Radiation-induced formation of 7,8-dihydro-8-oxo-2'-deoxyguanosine (8-oxo-dG) and DNA strand breaks was studied in cultured cells with normal or modified chromatin structure. Human fibroblasts were irradiated as cellular monolayers (intact cells), nuclear monolayers (permeabilized cells with intact chromatin structure), and nucleoid monolayers (permeabilized and salt-treated cells with histone-free DNA). 8-oxo-dG was assayed with reverse-phase HPLC coupled to an electrochemical detector and strand breaks with the alkali unwinding assay. Depletion of low-molecular-weight nuclear components increased the radiation-induced formation of 8-oxo-dG fivefold compared to twofold for the formation of strand breaks.

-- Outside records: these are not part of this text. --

//! Shepherd - idempotent scaffolder for DeepAgents workspaces
//!
//! Reads a `project.yaml` descriptor and materializes a fixed catalog of
//! agent and skill files under `.deepagents/`, writing each file only if it
//! does not already exist, then ensures the project's working directory.

pub mod application;
pub mod config;
pub mod domain;
pub mod error;
pub mod infrastructure;
pub mod presentation;
pub mod templates;

// Re-exports for convenience
pub use application::{scaffold, ScaffoldOptions, ScaffoldResult, ScaffoldUseCase};
pub use domain::entities::{
    ArtifactCatalog, ArtifactOutcome, ArtifactStatus, CatalogEntry, CatalogError,
    ProjectDescriptor, DEFAULT_WORKING_DIRECTORY,
};
pub use error::{ShepherdError, ShepherdResult};
pub use infrastructure::load_descriptor;
//! Presentation Layer
//!
//! - `cli` - Argument parsing (clap)
//! - `factory` - Use cases wired to local infrastructure
//! - `output` - Text summary rendering

pub mod cli;
pub mod factory;
pub mod output;

pub use cli::{Cli, ColorWhen, Commands};
pub use factory::create_scaffold_use_case;
pub use output::TextRenderer;
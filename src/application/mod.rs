//! Application Layer
//!
//! Use cases that orchestrate domain entities over the ports.
//!
//! - `ScaffoldUseCase` - Materializes a catalog into a project tree

pub mod scaffold;

pub use scaffold::{scaffold, ScaffoldOptions, ScaffoldResult, ScaffoldUseCase};
#![no_main]

use libfuzzer_sys::fuzz_target;
use shepherd::domain::value_objects::SafePath;
use std::path::Component;

fuzz_target!(|data: &[u8]| {
    if let Ok(s) = std::str::from_utf8(data) {
        if let Ok(path) = SafePath::new(s) {
            // Accepted paths never leave the project root
            assert!(path
                .as_path()
                .components()
                .all(|c| matches!(c, Component::Normal(_))));
        }
    }
});
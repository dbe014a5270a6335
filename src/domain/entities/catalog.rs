//! Artifact catalog

use std::collections::HashSet;
use std::path::PathBuf;

use thiserror::Error;

use super::CatalogEntry;
use crate::domain::value_objects::PathError;

#[derive(Error, Debug, Clone, PartialEq, Eq)]
pub enum CatalogError {
    #[error("catalog entry '{key}' has an invalid path: {source}")]
    InvalidPath {
        key: String,
        #[source]
        source: PathError,
    },

    #[error("duplicate catalog key '{0}'")]
    DuplicateKey(String),

    #[error("duplicate catalog path '{}'", .0.display())]
    DuplicatePath(PathBuf),
}

/// An immutable, ordered set of artifacts to materialize
///
/// Iteration order is the construction order. Keys and target paths are
/// unique, so every entry maps to exactly one outcome.
#[derive(Debug, Clone, PartialEq, Eq)]
pub struct ArtifactCatalog {
    entries: Vec<CatalogEntry>,
}

impl ArtifactCatalog {
    pub fn new(entries: Vec<CatalogEntry>) -> Result<Self, CatalogError> {
        let mut keys = HashSet::new();
        let mut paths = HashSet::new();
        for entry in &entries {
            if !keys.insert(entry.key()) {
                return Err(CatalogError::DuplicateKey(entry.key().to_string()));
            }
            if !paths.insert(entry.path().as_path()) {
                return Err(CatalogError::DuplicatePath(
                    entry.path().as_path().to_path_buf(),
                ));
            }
        }
        Ok(Self { entries })
    }

    /// Build from `(key, relative path, content)` records
    pub fn from_static(
        records: &[(&'static str, &'static str, &'static str)],
    ) -> Result<Self, CatalogError> {
        let entries = records
            .iter()
            .map(|(key, path, content)| CatalogEntry::new(*key, path, *content))
            .collect::<Result<Vec<_>, _>>()?;
        Self::new(entries)
    }

    pub fn iter(&self) -> impl Iterator<Item = &CatalogEntry> {
        self.entries.iter()
    }

    pub fn get(&self, key: &str) -> Option<&CatalogEntry> {
        self.entries.iter().find(|e| e.key() == key)
    }

    pub fn len(&self) -> usize {
        self.entries.len()
    }

    pub fn is_empty(&self) -> bool {
        self.entries.is_empty()
    }
}

impl<'a> IntoIterator for &'a ArtifactCatalog {
    type Item = &'a CatalogEntry;
    type IntoIter = std::slice::Iter<'a, CatalogEntry>;

    fn into_iter(self) -> Self::IntoIter {
        self.entries.iter()
    }
}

Removal of both low-molecular-weight components and histones increased the yield of 8-oxo-dG 46-fold and the yield of strand breaks 43-fold. Removal of only the histones thus leads to a two times greater increase in the yield of strand breaks compared to 8-oxo-dG. Addition of radical scavengers to nuclear and nucleoid monolayers provided a significantly better protection against the formation of 8-oxo-dG relative to the formation of strand breaks. These results suggest that in intact cells, 8-oxo-dG is preferentially formed in histone-free structures of chromatin, indicating a larger role for the indirect effect of radiation in the formation of 8-oxo-dG than in the formation of strand breaks.